Autor: Joscha Duhme, Redakteur DU UND DAS TIER
Bis zu drei Wochen ohne Wasser. Noch dazu in der Wüste. Wer das aushalten kann, muss fast schon überirdische Kräfte haben – oder von der Natur auf phänomenale Weise für das Leben in der Dürre ausgestattet worden sein. So wie Dromedare. Die faszinierenden Tiere aus der Familie der Kamele können dank mehrerer spezieller Eigenschaften auch unter den extremen Bedingungen der sandigen Einöde überleben. Sie haben beispielsweise ovale Blutkörperchen. Diese transportieren selbst bei Flüssigkeitsmangel noch viel Sauerstoff, da sie bei Eindickung des Blutes nicht verklumpen. Ihre Nieren können den Urin extrem konzentrieren, wodurch sie viel Wasser sparen. Weil ihre Nieren das erlauben, können Dromedare selbst salziges Meerwasser trinken und sogar ihre Nasen- oder Darmschleimhäute sind in der Lage, Wasser aus der Atemluft oder dem Kot zu ziehen und zurück in den Kreislauf zu leiten. „Während einer Trockenphase können Dromedare deshalb bis zu ein Viertel ihres Körpergewichts an Wasser verlieren, ohne dass es ihnen schadet“, berichtet Nina Brakebusch, Referentin für Interdisziplinäre Themen beim Deutschen Tierschutzbund.
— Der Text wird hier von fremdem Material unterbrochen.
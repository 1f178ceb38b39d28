//! Withdrawal Types
//!
//! Types for the withdrawal ("retrieve") request lifecycle:
//! unapproved → signed → sent → finalized, or signed → invalid.

use serde::{Deserialize, Serialize};

use super::address::Address;
use super::hash::Hash;
use super::identity::HostIdentity;
use super::units::Wei;
use crate::transaction::SignedTransaction;

/// Status of a withdrawal request
#[derive(Debug, Clone, Copy, PartialEq, Eq, Serialize, Deserialize)]
#[serde(rename_all = "snake_case")]
pub enum WithdrawalStatus {
    /// Funds reserved, waiting for a signature
    Unapproved,
    /// Signed transaction stored, not yet accepted by the foreign chain
    Signed,
    /// Accepted by the foreign chain, waiting for finality
    Sent,
    /// Receipt observed in a finalized block
    Finalized,
    /// Definitively rejected; reserved funds await manual reconciliation
    Invalid,
}

impl WithdrawalStatus {
    /// Unapproved and signed requests block the requests behind them
    pub fn is_unresolved(&self) -> bool {
        matches!(self, Self::Unapproved | Self::Signed)
    }
}

impl std::fmt::Display for WithdrawalStatus {
    fn fmt(&self, f: &mut std::fmt::Formatter<'_>) -> std::fmt::Result {
        match self {
            Self::Unapproved => write!(f, "unapproved"),
            Self::Signed => write!(f, "signed"),
            Self::Sent => write!(f, "sent"),
            Self::Finalized => write!(f, "finalized"),
            Self::Invalid => write!(f, "invalid"),
        }
    }
}

/// Outcome of a mined transaction
#[derive(Debug, Clone, Copy, PartialEq, Eq, Serialize, Deserialize)]
#[serde(rename_all = "snake_case")]
pub enum ReceiptStatus {
    Success,
    Failure,
}

/// Receipt data kept once a withdrawal is finalized
#[derive(Debug, Clone, PartialEq, Eq, Serialize, Deserialize)]
pub struct FinalizedReceipt {
    pub block_number: u64,
    pub gas_used: u128,
    pub effective_gas_price: Wei,
    pub status: ReceiptStatus,
}

impl FinalizedReceipt {
    pub fn effective_transaction_fee(&self) -> Wei {
        self.gas_used.saturating_mul(self.effective_gas_price)
    }
}

/// Data fixed when a withdrawal is accepted
#[derive(Debug, Clone, PartialEq, Eq, Serialize, Deserialize)]
pub struct NewWithdrawal {
    pub sequence_number: u64,
    pub caller: HostIdentity,
    pub destination: Address,
    pub amount: Wei,
    pub created_at: u64,
}

/// A withdrawal request and everything known about it
#[derive(Debug, Clone, PartialEq, Eq, Serialize, Deserialize)]
pub struct WithdrawalRequest {
    pub sequence_number: u64,
    pub caller: HostIdentity,
    pub destination: Address,
    pub amount: Wei,
    pub created_at: u64,
    pub status: WithdrawalStatus,
    /// Set once signed; never replaced afterwards
    pub transaction: Option<SignedTransaction>,
    pub receipt: Option<FinalizedReceipt>,
    /// Rejection reason if invalid
    pub failure: Option<String>,
}

impl WithdrawalRequest {
    pub fn new(accepted: NewWithdrawal) -> Self {
        Self {
            sequence_number: accepted.sequence_number,
            caller: accepted.caller,
            destination: accepted.destination,
            amount: accepted.amount,
            created_at: accepted.created_at,
            status: WithdrawalStatus::Unapproved,
            transaction: None,
            receipt: None,
            failure: None,
        }
    }

    pub fn transaction_hash(&self) -> Option<Hash> {
        self.transaction.as_ref().map(|tx| tx.hash)
    }

    /// Status as reported to callers
    pub fn retrieve_status(&self) -> RetrieveEthStatus {
        match (self.status, self.transaction_hash()) {
            (WithdrawalStatus::Sent | WithdrawalStatus::Finalized, Some(transaction_hash)) => {
                RetrieveEthStatus::Found { transaction_hash }
            }
            (WithdrawalStatus::Invalid, Some(transaction_hash)) => {
                RetrieveEthStatus::Invalid { transaction_hash }
            }
            _ => RetrieveEthStatus::PendingSigning,
        }
    }
}

/// Answer to `retrieve_eth_status`
#[derive(Debug, Clone, Copy, PartialEq, Eq, Serialize, Deserialize)]
#[serde(tag = "status", rename_all = "snake_case")]
pub enum RetrieveEthStatus {
    NotFound,
    PendingSigning,
    Found { transaction_hash: Hash },
    Invalid { transaction_hash: Hash },
}

/// Returned to the caller of `withdraw`
#[derive(Debug, Clone, Copy, PartialEq, Eq, Serialize, Deserialize)]
pub struct WithdrawalReceipt {
    pub sequence_number: u64,
}
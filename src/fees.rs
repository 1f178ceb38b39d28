//! Fee Estimator
//!
//! Prices withdrawal transactions from `eth_feeHistory` data anchored at the
//! last finalized block. Nothing is cached: each call fetches a fresh
//! history.

use crate::rpc::{BlockTag, EthRpcClient, FeeHistory, RpcError};
use crate::types::{
    Eip1559FeeSnapshot, Eip2930FeeSnapshot, FeeMarket, FeeSnapshot, Wei, TRANSFER_GAS_LIMIT,
    WEI_PER_GWEI,
};

/// Fee estimation errors
#[derive(Debug, Clone, thiserror::Error)]
pub enum FeeError {
    #[error("fee history unavailable: {0}")]
    Rpc(#[from] RpcError),

    #[error("price unavailable: {0}")]
    PriceUnavailable(String),

    /// The network price is above what the minter is willing to pay
    #[error("fee per gas {fee_per_gas} wei above cap {cap} wei")]
    AboveCap { fee_per_gas: Wei, cap: Wei },

    /// The amount would not even pay for the transaction
    #[error("maximum fee {max_fee} wei exceeds amount {amount} wei")]
    FeeExceedsAmount { max_fee: Wei, amount: Wei },
}

impl FeeError {
    fn unavailable(msg: impl Into<String>) -> Self {
        Self::PriceUnavailable(msg.into())
    }
}

/// Tunable fee parameters
#[derive(Debug, Clone, PartialEq)]
pub struct FeeEstimatorConfig {
    /// Number of blocks requested from `eth_feeHistory`
    pub history_block_count: u64,
    /// Reward percentile requested per block
    pub reward_percentile: f64,
    /// Percentile of effective gas prices used for the flat gas price
    pub gas_price_percentile: f64,
    pub min_priority_fee: Wei,
    pub max_fee_multiplier: u128,
    /// Highest max fee (or gas price) per gas ever signed
    pub max_fee_per_gas_cap: Wei,
    pub gas_limit: u64,
}

impl FeeEstimatorConfig {
    /// Most a withdrawal transaction can cost under the cap
    pub fn max_transaction_fee_bound(&self) -> Option<Wei> {
        self.max_fee_per_gas_cap.checked_mul(self.gas_limit as Wei)
    }
}

impl Default for FeeEstimatorConfig {
    fn default() -> Self {
        Self {
            history_block_count: 5,
            reward_percentile: 20.0,
            gas_price_percentile: 50.0,
            min_priority_fee: 1_500_000_000,
            max_fee_multiplier: 2,
            max_fee_per_gas_cap: 100 * WEI_PER_GWEI,
            gas_limit: TRANSFER_GAS_LIMIT,
        }
    }
}

/// Computes fee snapshots for both fee markets
#[derive(Clone)]
pub struct FeeEstimator {
    client: EthRpcClient,
    config: FeeEstimatorConfig,
}

impl FeeEstimator {
    pub fn new(client: EthRpcClient, config: FeeEstimatorConfig) -> Self {
        Self { client, config }
    }

    pub fn config(&self) -> &FeeEstimatorConfig {
        &self.config
    }

    async fn history(&self) -> Result<FeeHistory, FeeError> {
        let history = self
            .client
            .fee_history(
                self.config.history_block_count,
                BlockTag::Finalized,
                &[self.config.reward_percentile],
            )
            .await?;
        Ok(history)
    }

    pub async fn eip_1559_transaction_price(&self) -> Result<Eip1559FeeSnapshot, FeeError> {
        let history = self.history().await?;
        let snapshot = estimate_eip1559(&history, &self.config)?;

        tracing::debug!(
            base_fee = %snapshot.base_fee_last_finalized,
            max_fee = %snapshot.max_fee,
            priority_fee = %snapshot.priority_fee,
            "EIP-1559 price"
        );
        Ok(snapshot)
    }

    pub async fn eip_2930_transaction_price(&self) -> Result<Eip2930FeeSnapshot, FeeError> {
        let history = self.history().await?;
        let snapshot = estimate_eip2930(&history, &self.config)?;

        tracing::debug!(gas_price = %snapshot.gas_price, "EIP-2930 price");
        Ok(snapshot)
    }

    /// Snapshot for the given market
    pub async fn estimate(&self, market: FeeMarket) -> Result<FeeSnapshot, FeeError> {
        match market {
            FeeMarket::Eip1559 => self.eip_1559_transaction_price().await.map(FeeSnapshot::Eip1559),
            FeeMarket::Eip2930 => self.eip_2930_transaction_price().await.map(FeeSnapshot::Eip2930),
        }
    }
}

/// Protocol bound for the next base fee: at most 12.5% higher, rounded up
pub fn next_base_fee(base_fee: Wei) -> Option<Wei> {
    base_fee.checked_mul(9)?.checked_add(7).map(|v| v / 8)
}

/// Base fee of the newest block in the history
///
/// The node appends the base fee of the block after the newest one, so the
/// newest block is the second to last entry.
fn newest_base_fee(history: &FeeHistory) -> Result<Wei, FeeError> {
    let len = history.base_fee_per_gas.len();
    if len < 2 {
        return Err(FeeError::unavailable(format!(
            "expected at least 2 base fees, got {}",
            len
        )));
    }
    Ok(history.base_fee_per_gas[len - 2])
}

/// First reward column of every block
fn rewards(history: &FeeHistory) -> Result<Vec<Wei>, FeeError> {
    if history.reward.is_empty() {
        return Err(FeeError::unavailable("no reward data"));
    }

    history
        .reward
        .iter()
        .map(|row| {
            row.first()
                .copied()
                .ok_or_else(|| FeeError::unavailable("empty reward row"))
        })
        .collect()
}

fn median(values: &[Wei]) -> Wei {
    let mut sorted = values.to_vec();
    sorted.sort_unstable();
    sorted[sorted.len() / 2]
}

/// Nearest-rank percentile of a non-empty slice
fn percentile(values: &[Wei], p: f64) -> Wei {
    let mut sorted = values.to_vec();
    sorted.sort_unstable();

    let rank = ((p.clamp(0.0, 100.0) / 100.0) * sorted.len() as f64).ceil() as usize;
    sorted[rank.saturating_sub(1).min(sorted.len() - 1)]
}

fn check_cap(fee_per_gas: Wei, config: &FeeEstimatorConfig) -> Result<(), FeeError> {
    if fee_per_gas > config.max_fee_per_gas_cap {
        return Err(FeeError::AboveCap {
            fee_per_gas,
            cap: config.max_fee_per_gas_cap,
        });
    }
    Ok(())
}

pub fn estimate_eip1559(
    history: &FeeHistory,
    config: &FeeEstimatorConfig,
) -> Result<Eip1559FeeSnapshot, FeeError> {
    let base_fee_last_finalized = newest_base_fee(history)?;
    let base_fee_next_estimate = next_base_fee(base_fee_last_finalized)
        .ok_or_else(|| FeeError::unavailable("base fee overflow"))?;

    let priority_fee = median(&rewards(history)?).max(config.min_priority_fee);

    let max_fee = base_fee_next_estimate
        .checked_mul(config.max_fee_multiplier)
        .and_then(|v| v.checked_add(priority_fee))
        .ok_or_else(|| FeeError::unavailable("max fee overflow"))?;
    check_cap(max_fee, config)?;

    Ok(Eip1559FeeSnapshot {
        base_fee_last_finalized,
        base_fee_next_estimate,
        priority_fee,
        max_fee,
        gas_limit: config.gas_limit,
    })
}

pub fn estimate_eip2930(
    history: &FeeHistory,
    config: &FeeEstimatorConfig,
) -> Result<Eip2930FeeSnapshot, FeeError> {
    let rewards = rewards(history)?;
    if history.base_fee_per_gas.len() < rewards.len() {
        return Err(FeeError::unavailable("fewer base fees than reward rows"));
    }

    let effective = history
        .base_fee_per_gas
        .iter()
        .zip(rewards.iter())
        .map(|(base, reward)| base.checked_add(*reward))
        .collect::<Option<Vec<_>>>()
        .ok_or_else(|| FeeError::unavailable("gas price overflow"))?;

    let floor = next_base_fee(newest_base_fee(history)?)
        .and_then(|v| v.checked_add(config.min_priority_fee))
        .ok_or_else(|| FeeError::unavailable("gas price overflow"))?;

    let gas_price = percentile(&effective, config.gas_price_percentile).max(floor);
    check_cap(gas_price, config)?;

    Ok(Eip2930FeeSnapshot {
        gas_price,
        gas_limit: config.gas_limit,
    })
}
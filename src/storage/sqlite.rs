//! SQLite Persistent Event Store
//!
//! Provides durable storage for the audit log that survives service restarts.
//! Each event is one JSON row; batches are written in a single transaction.
//! Uses connection pooling via r2d2 for concurrent access.

use async_trait::async_trait;
use r2d2::{Pool, PooledConnection};
use r2d2_sqlite::SqliteConnectionManager;
use rusqlite::params;
use std::path::Path;

use super::traits::{EventStore, StorageError, StorageResult};
use crate::state::MinterEvent;

/// SQLite-backed audit log with connection pooling
pub struct SqliteEventStore {
    pool: Pool<SqliteConnectionManager>,
}

impl SqliteEventStore {
    /// Create a new store with the given database path
    ///
    /// Creates the database file and runs migrations if needed.
    pub fn new<P: AsRef<Path>>(db_path: P) -> Result<Self, StorageError> {
        // Ensure parent directory exists
        if let Some(parent) = db_path.as_ref().parent() {
            std::fs::create_dir_all(parent).ok();
        }

        let manager = SqliteConnectionManager::file(db_path);
        let pool = Pool::builder()
            .max_size(4)
            .build(manager)
            .map_err(|e| StorageError::Connection(e.to_string()))?;

        let store = Self { pool };
        store.run_migrations()?;

        Ok(store)
    }

    /// Create an in-memory store (for testing)
    pub fn in_memory() -> Result<Self, StorageError> {
        let manager = SqliteConnectionManager::memory();
        let pool = Pool::builder()
            .max_size(1)
            .build(manager)
            .map_err(|e| StorageError::Connection(e.to_string()))?;

        let store = Self { pool };
        store.run_migrations()?;

        Ok(store)
    }

    /// Get a connection from the pool
    fn conn(&self) -> Result<PooledConnection<SqliteConnectionManager>, StorageError> {
        self.pool
            .get()
            .map_err(|e| StorageError::Connection(e.to_string()))
    }

    /// Run database migrations
    fn run_migrations(&self) -> Result<(), StorageError> {
        let conn = self.conn()?;

        conn.execute_batch(
            r#"
            CREATE TABLE IF NOT EXISTS events (
                id INTEGER PRIMARY KEY AUTOINCREMENT,
                kind TEXT NOT NULL,
                payload TEXT NOT NULL,
                recorded_at INTEGER NOT NULL
            );

            CREATE INDEX IF NOT EXISTS idx_events_kind ON events(kind);
            "#,
        )
        .map_err(|e| StorageError::Database(e.to_string()))?;

        Ok(())
    }

    // Synchronous helper methods for the trait implementations

    fn append_sync(&self, events: &[MinterEvent]) -> Result<(), StorageError> {
        let mut conn = self.conn()?;
        let now = chrono::Utc::now().timestamp();

        let tx = conn
            .transaction()
            .map_err(|e| StorageError::Database(e.to_string()))?;

        for event in events {
            let payload = serde_json::to_string(event)
                .map_err(|e| StorageError::InvalidData(e.to_string()))?;

            tx.execute(
                "INSERT INTO events (kind, payload, recorded_at) VALUES (?1, ?2, ?3)",
                params![event.kind(), payload, now],
            )
            .map_err(|e| StorageError::Database(e.to_string()))?;
        }

        tx.commit()
            .map_err(|e| StorageError::Database(e.to_string()))?;

        Ok(())
    }

    fn load_sync(&self) -> Result<Vec<MinterEvent>, StorageError> {
        let conn = self.conn()?;

        let mut stmt = conn
            .prepare("SELECT id, payload FROM events ORDER BY id ASC")
            .map_err(|e| StorageError::Database(e.to_string()))?;

        let rows = stmt
            .query_map([], |row| {
                Ok((row.get::<_, i64>(0)?, row.get::<_, String>(1)?))
            })
            .map_err(|e| StorageError::Database(e.to_string()))?;

        let mut events = Vec::new();
        for row in rows {
            let (id, payload) = row.map_err(|e| StorageError::Database(e.to_string()))?;
            let event = serde_json::from_str(&payload)
                .map_err(|e| StorageError::InvalidData(format!("event {}: {}", id, e)))?;
            events.push(event);
        }

        Ok(events)
    }

    fn count_sync(&self) -> Result<u64, StorageError> {
        let conn = self.conn()?;

        let count: i64 = conn
            .query_row("SELECT COUNT(*) FROM events", [], |row| row.get(0))
            .map_err(|e| StorageError::Database(e.to_string()))?;

        Ok(count as u64)
    }
}

#[async_trait]
impl EventStore for SqliteEventStore {
    async fn append(&self, events: &[MinterEvent]) -> StorageResult<()> {
        self.append_sync(events)
    }

    async fn load(&self) -> StorageResult<Vec<MinterEvent>> {
        self.load_sync()
    }

    async fn count(&self) -> StorageResult<u64> {
        self.count_sync()
    }
}
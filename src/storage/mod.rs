//! Storage Layer Module
//!
//! Provides persistence for the minter audit log.
//!
//! This module contains:
//! - Storage trait definitions for abstraction
//! - SQLite implementation for production
//! - In-memory implementation for testing

pub mod memory;
pub mod sqlite;
pub mod traits;

// Re-exports for convenience
pub use memory::MemoryEventStore;
pub use sqlite::SqliteEventStore;
pub use traits::{EventStore, StorageError, StorageResult};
Zum Vergleich: Wir Menschen wären bereits bei einem Wasserverlust von zehn Prozent des Körpergewichts in einer lebensbedrohlichen Situation.
Entsprechend groß ist jedoch auch ihr Durst, sollten sie wirklich über einen längeren Zeitraum auf der Suche nach Wasser gewesen sein. „Dann können sie ohne Probleme bis zu 200 Liter innerhalb von 15 Minuten aufnehmen. Bei jedem anderen Tier würde das zu einer tödlichen Wasservergiftung führen“, sagt Brakebusch. Dromedare könnten das Wasser jedoch durch spezielle Zellen in ihrem Magen aufnehmen und besser im Körper verteilen. Ihre Höcker sind allerdings, anders als viele Menschen vermuten, kein ausgewiesener Wasserspeicher. Darin lagern die Tiere vor allem Fett, um sich selbst mit Energie zu versorgen, wenn die Nahrung knapp wird. Bei dieser bevorzugen sie ausschließlich Pflanzen. Wenn diese trocken, dornig oder salzig sind, macht das den Kamelen nichts aus. Geschickt nutzen sie ihre gespaltenen Oberlippen dazu, selbst kleine Blättchen abzuzupfen. „Damit sie die karge Kost bestmöglich verwerten können, gleicht ihre Art des Verdauens dem der Wiederkäuer“, so die Expertin. Sie haben einen Magen mit mehreren Kammern und würgen ihre Nahrung nochmals hoch, um den Brei ein weiteres Mal zu zerkauen, dennoch unterscheidet sich der Aufbau von denen der richtigen Wiederkäuer wie Kühen oder Schafen, denen sie daher auch nicht zugeordnet werden.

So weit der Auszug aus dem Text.